» **Exercise requirements**
Print every line below. Match each one exactly.

» **Records shown**
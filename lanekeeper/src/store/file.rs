//! File-backed implementation of Store
//!
//! One JSON file per key. The key `a:b:c` lives at `<root>/a/b/c.json`;
//! key segments are restricted to `[A-Za-z0-9_-]`, so the mapping is
//! injective and never escapes the root.
//!
//! `save` writes a temporary file next to the target, syncs it, and renames
//! it over the target. A crash or a failed write leaves the previous
//! document in place. Blocking file I/O runs on tokio's blocking pool.

use std::fs;
use std::io::Write;
use std::path::{Path, PathBuf};

use tempfile::NamedTempFile;
use tracing::{debug, warn};

use super::{blocking, Document, Store, StoreError};
use crate::key::ResourceKey;

const EXTENSION: &str = "json";

/// Directory of JSON documents
#[derive(Debug, Clone)]
pub struct FileStore {
    root: PathBuf,
}

impl FileStore {
    /// Open (and create if needed) a store rooted at `root`
    ///
    /// # Errors
    /// Returns `StoreError::Io` if the directory cannot be created.
    pub fn new(root: impl Into<PathBuf>) -> Result<Self, StoreError> {
        let root = root.into();
        fs::create_dir_all(&root)
            .map_err(|e| StoreError::io(format!("creating {}", root.display()), e))?;
        Ok(Self { root })
    }

    #[must_use]
    pub fn root(&self) -> &Path {
        &self.root
    }

    /// Path of the document for `key`
    #[must_use]
    pub fn path_for(&self, key: &ResourceKey) -> PathBuf {
        let segments: Vec<&str> = key.segments().collect();
        let mut path = self.root.clone();
        if let Some((last, dirs)) = segments.split_last() {
            for dir in dirs {
                path.push(dir);
            }
            path.push(format!("{last}.{EXTENSION}"));
        }
        path
    }

    fn read_blocking(key: &ResourceKey, path: &Path) -> Result<Option<Document>, StoreError> {
        match fs::read(path) {
            Ok(bytes) => Document::from_bytes(key, &bytes).map(Some),
            Err(e) if e.kind() == std::io::ErrorKind::NotFound => Ok(None),
            Err(e) => Err(StoreError::io(format!("reading {}", path.display()), e)),
        }
    }

    fn write_blocking(path: &Path, bytes: &[u8]) -> Result<(), StoreError> {
        let io_err = |what: &str, e: std::io::Error| StoreError::io(format!("{what} {}", path.display()), e);
        let dir = path
            .parent()
            .ok_or_else(|| StoreError::Backend(format!("no parent for {}", path.display())))?;
        fs::create_dir_all(dir).map_err(|e| io_err("creating directory for", e))?;

        let mut tmp = NamedTempFile::new_in(dir).map_err(|e| io_err("staging", e))?;
        tmp.write_all(bytes).map_err(|e| io_err("writing", e))?;
        tmp.as_file().sync_all().map_err(|e| io_err("syncing", e))?;
        tmp.persist(path).map_err(|e| io_err("replacing", e.error))?;

        // Make the rename itself durable
        #[cfg(unix)]
        fs::File::open(dir)
            .and_then(|d| d.sync_all())
            .map_err(|e| io_err("syncing directory of", e))?;
        Ok(())
    }

    fn remove_blocking(path: &Path) -> Result<(), StoreError> {
        match fs::remove_file(path) {
            Ok(()) => Ok(()),
            Err(e) if e.kind() == std::io::ErrorKind::NotFound => Ok(()),
            Err(e) => Err(StoreError::io(format!("removing {}", path.display()), e)),
        }
    }

    fn list_blocking(root: &Path, prefix: &[String]) -> Result<Vec<ResourceKey>, StoreError> {
        let mut found = Vec::new();

        // The prefix itself may name a document (`global:market` next to
        // the `global/market/` directory).
        if let Some((last, dirs)) = prefix.split_last() {
            let mut exact = root.to_path_buf();
            exact.extend(dirs);
            exact.push(format!("{last}.{EXTENSION}"));
            if exact.is_file() {
                found.push(prefix.to_vec());
            }
        }

        let mut dir = root.to_path_buf();
        dir.extend(prefix);
        if dir.is_dir() {
            walk(&dir, &mut prefix.to_vec(), &mut found)?;
        }

        let mut keys: Vec<ResourceKey> = found
            .into_iter()
            .filter_map(|segments| match ResourceKey::from_segments(&segments) {
                Ok(key) => Some(key),
                Err(e) => {
                    warn!("file store: skipping foreign file {:?}: {e}", segments);
                    None
                }
            })
            .collect();
        keys.sort();
        Ok(keys)
    }
}

/// Collect the segment paths of every `*.json` file below `dir`
fn walk(
    dir: &Path,
    segments: &mut Vec<String>,
    found: &mut Vec<Vec<String>>,
) -> Result<(), StoreError> {
    let entries =
        fs::read_dir(dir).map_err(|e| StoreError::io(format!("listing {}", dir.display()), e))?;
    for entry in entries {
        let entry = entry.map_err(|e| StoreError::io(format!("listing {}", dir.display()), e))?;
        let path = entry.path();
        let Some(name) = path.file_name().and_then(|n| n.to_str()).map(str::to_string) else {
            continue;
        };
        if path.is_dir() {
            segments.push(name);
            walk(&path, segments, found)?;
            segments.pop();
        } else if let Some(stem) = name.strip_suffix(&format!(".{EXTENSION}")) {
            let mut key = segments.clone();
            key.push(stem.to_string());
            found.push(key);
        }
        // Anything else is a leftover temporary file
    }
    Ok(())
}

impl Store for FileStore {
    async fn fetch(&self, key: &ResourceKey) -> Result<Option<Document>, StoreError> {
        let path = self.path_for(key);
        let key = key.clone();
        blocking(move || Self::read_blocking(&key, &path)).await
    }

    async fn save(&self, key: &ResourceKey, doc: &Document) -> Result<(), StoreError> {
        let path = self.path_for(key);
        let bytes = doc.to_bytes(key)?;
        debug!("file store: saving '{key}' ({} bytes)", bytes.len());
        blocking(move || Self::write_blocking(&path, &bytes)).await
    }

    async fn remove(&self, key: &ResourceKey) -> Result<(), StoreError> {
        let path = self.path_for(key);
        debug!("file store: removing '{key}'");
        blocking(move || Self::remove_blocking(&path)).await
    }

    async fn list(&self, prefix: &[&str]) -> Result<Vec<ResourceKey>, StoreError> {
        let root = self.root.clone();
        let prefix: Vec<String> = prefix.iter().map(|s| (*s).to_string()).collect();
        blocking(move || Self::list_blocking(&root, &prefix)).await
    }
}

#[cfg(test)]
mod tests {
    use super::*;

    #[test]
    fn test_path_for_nests_segments() {
        let store = FileStore {
            root: PathBuf::from("/data"),
        };
        assert_eq!(
            store.path_for(&ResourceKey::user("42").unwrap()),
            PathBuf::from("/data/user/42.json")
        );
        assert_eq!(
            store.path_for(&ResourceKey::market("gift").unwrap()),
            PathBuf::from("/data/global/market/gift.json")
        );
    }
}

» **Task output**
filename lanekeeper/src/store/file.rs
//! File-backed implementation of Store
//!
//! One JSON file per key. The key `a:b:c` lives at `<root>/a/b/c.json`;
//! key segments are restricted to `[A-Za-z0-9_-]`, so the mapping is
//! injective and never escapes the root.
//!
//! `save` writes a temporary file next to the target, syncs it, and renames
//! it over the target. A crash or a failed write leaves the previous
//! document in place. Blocking file I/O runs on tokio's blocking pool.

use std::fs;
use std::io::Write;
use std::path::{Path, PathBuf};

use tempfile::NamedTempFile;
use tracing::{debug, warn};

use super::{blocking, Document, Store, StoreError};
use crate::key::ResourceKey;

const EXTENSION: &str = "json";

/// Directory of JSON documents
#[derive(Debug, Clone)]
pub struct FileStore {
    root: PathBuf,
}

impl FileStore {
    /// Open (and create if needed) a store rooted at `root`
    ///
    /// # Errors
    /// Returns `StoreError::Io` if the directory cannot be created.
    pub fn new(root: impl Into<PathBuf>) -> Result<Self, StoreError> {
        let root = root.into();
        fs::create_dir_all(&root)
            .map_err(|e| StoreError::io(format!("creating {}", root.display()), e))?;
        Ok(Self { root })
    }

    #[must_use]
    pub fn root(&self) -> &Path {
        &self.root
    }

    /// Path of the document for `key`
    #[must_use]
    pub fn path_for(&self, key: &ResourceKey) -> PathBuf {
        let segments: Vec<&str> = key.segments().collect();
        let mut path = self.root.clone();
        if let Some((last, dirs)) = segments.split_last() {
            for dir in dirs {
                path.push(dir);
            }
            path.push(format!("{last}.{EXTENSION}"));
        }
        path
    }

    fn read_blocking(key: &ResourceKey, path: &Path) -> Result<Option<Document>, StoreError> {
        match fs::read(path) {
            Ok(bytes) => Document::from_bytes(key, &bytes).map(Some),
            Err(e) if e.kind() == std::io::ErrorKind::NotFound => Ok(None),
            Err(e) => Err(StoreError::io(format!("reading {}", path.display()), e)),
        }
    }

    fn write_blocking(path: &Path, bytes: &[u8]) -> Result<(), StoreError> {
        let io_err = |what: &str, e: std::io::Error| StoreError::io(format!("{what} {}", path.display()), e);
        let dir = path
            .parent()
            .ok_or_else(|| StoreError::Backend(format!("no parent for {}", path.display())))?;
        fs::create_dir_all(dir).map_err(|e| io_err("creating directory for", e))?;

        let mut tmp = NamedTempFile::new_in(dir).map_err(|e| io_err("staging", e))?;
        tmp.write_all(bytes).map_err(|e| io_err("writing", e))?;
        tmp.as_file().sync_all().map_err(|e| io_err("syncing", e))?;
        tmp.persist(path).map_err(|e| io_err("replacing", e.error))?;

        // Make the rename itself durable
        #[cfg(unix)]
        fs::File::open(dir)
            .and_then(|d| d.sync_all())
            .map_err(|e| io_err("syncing directory of", e))?;
        Ok(())
    }

    fn remove_blocking(path: &Path) -> Result<(), StoreError> {
        match fs::remove_file(path) {
            Ok(()) => Ok(()),
            Err(e) if e.kind() == std::io::ErrorKind::NotFound => Ok(()),
            Err(e) => Err(StoreError::io(format!("removing {}", path.display()), e)),
        }
    }

    fn list_blocking(root: &Path, prefix: &[String]) -> Result<Vec<ResourceKey>, StoreError> {
        let mut found = Vec::new();

        // The prefix itself may name a document (`global:market` next to
        // the `global/market/` directory).
        if let Some((last, dirs)) = prefix.split_last() {
            let mut exact = root.to_path_buf();
            exact.extend(dirs);
            exact.push(format!("{last}.{EXTENSION}"));
            if exact.is_file() {
                found.push(prefix.to_vec());
            }
        }

        let mut dir = root.to_path_buf();
        dir.extend(prefix);
        if dir.is_dir() {
            walk(&dir, &mut prefix.to_vec(), &mut found)?;
        }

        let mut keys: Vec<ResourceKey> = found
            .into_iter()
            .filter_map(|segments| match ResourceKey::from_segments(&segments) {
                Ok(key) => Some(key),
                Err(e) => {
                    warn!("file store: skipping foreign file {:?}: {e}", segments);
                    None
                }
            })
            .collect();
        keys.sort();
        Ok(keys)
    }
}

/// Collect the segment paths of every `*.json` file below `dir`
fn walk(
    dir: &Path,
    segments: &mut Vec<String>,
    found: &mut Vec<Vec<String>>,
) -> Result<(), StoreError> {
    let entries =
        fs::read_dir(dir).map_err(|e| StoreError::io(format!("listing {}", dir.display()), e))?;
    for entry in entries {
        let entry = entry.map_err(|e| StoreError::io(format!("listing {}", dir.display()), e))?;
        let path = entry.path();
        let Some(name) = path.file_name().and_then(|n| n.to_str()).map(str::to_string) else {
            continue;
        };
        if path.is_dir() {
            segments.push(name);
            walk(&path, segments, found)?;
            segments.pop();
        } else if let Some(stem) = name.strip_suffix(&format!(".{EXTENSION}")) {
            let mut key = segments.clone();
            key.push(stem.to_string());
            found.push(key);
        }
        // Anything else is a leftover temporary file
    }
    Ok(())
}

impl Store for FileStore {
    async fn fetch(&self, key: &ResourceKey) -> Result<Option<Document>, StoreError> {
        let path = self.path_for(key);
        let key = key.clone();
        blocking(move || Self::read_blocking(&key, &path)).await
    }

    async fn save(&self, key: &ResourceKey, doc: &Document) -> Result<(), StoreError> {
        let path = self.path_for(key);
        let bytes = doc.to_bytes(key)?;
        debug!("file store: saving '{key}' ({} bytes)", bytes.len());
        blocking(move || Self::write_blocking(&path, &bytes)).await
    }

    async fn remove(&self, key: &ResourceKey) -> Result<(), StoreError> {
        let path = self.path_for(key);
        debug!("file store: removing '{key}'");
        blocking(move || Self::remove_blocking(&path)).await
    }

    async fn list(&self, prefix: &[&str]) -> Result<Vec<ResourceKey>, StoreError> {
        let root = self.root.clone();
        let prefix: Vec<String> = prefix.iter().map(|s| (*s).to_string()).collect();
        blocking(move || Self::list_blocking(&root, &prefix)).await
    }
}

#[cfg(test)]
mod tests {
    use super::*;

    #[test]
    fn test_path_for_nests_segments() {
        let store = FileStore {
            root: PathBuf::from("/data"),
        };
        assert_eq!(
            store.path_for(&ResourceKey::user("42").unwrap()),
            PathBuf::from("/data/user/42.json")
        );
        assert_eq!(
            store.path_for(&ResourceKey::market("gift").unwrap()),
            PathBuf::from("/data/global/market/gift.json")
        );
    }
}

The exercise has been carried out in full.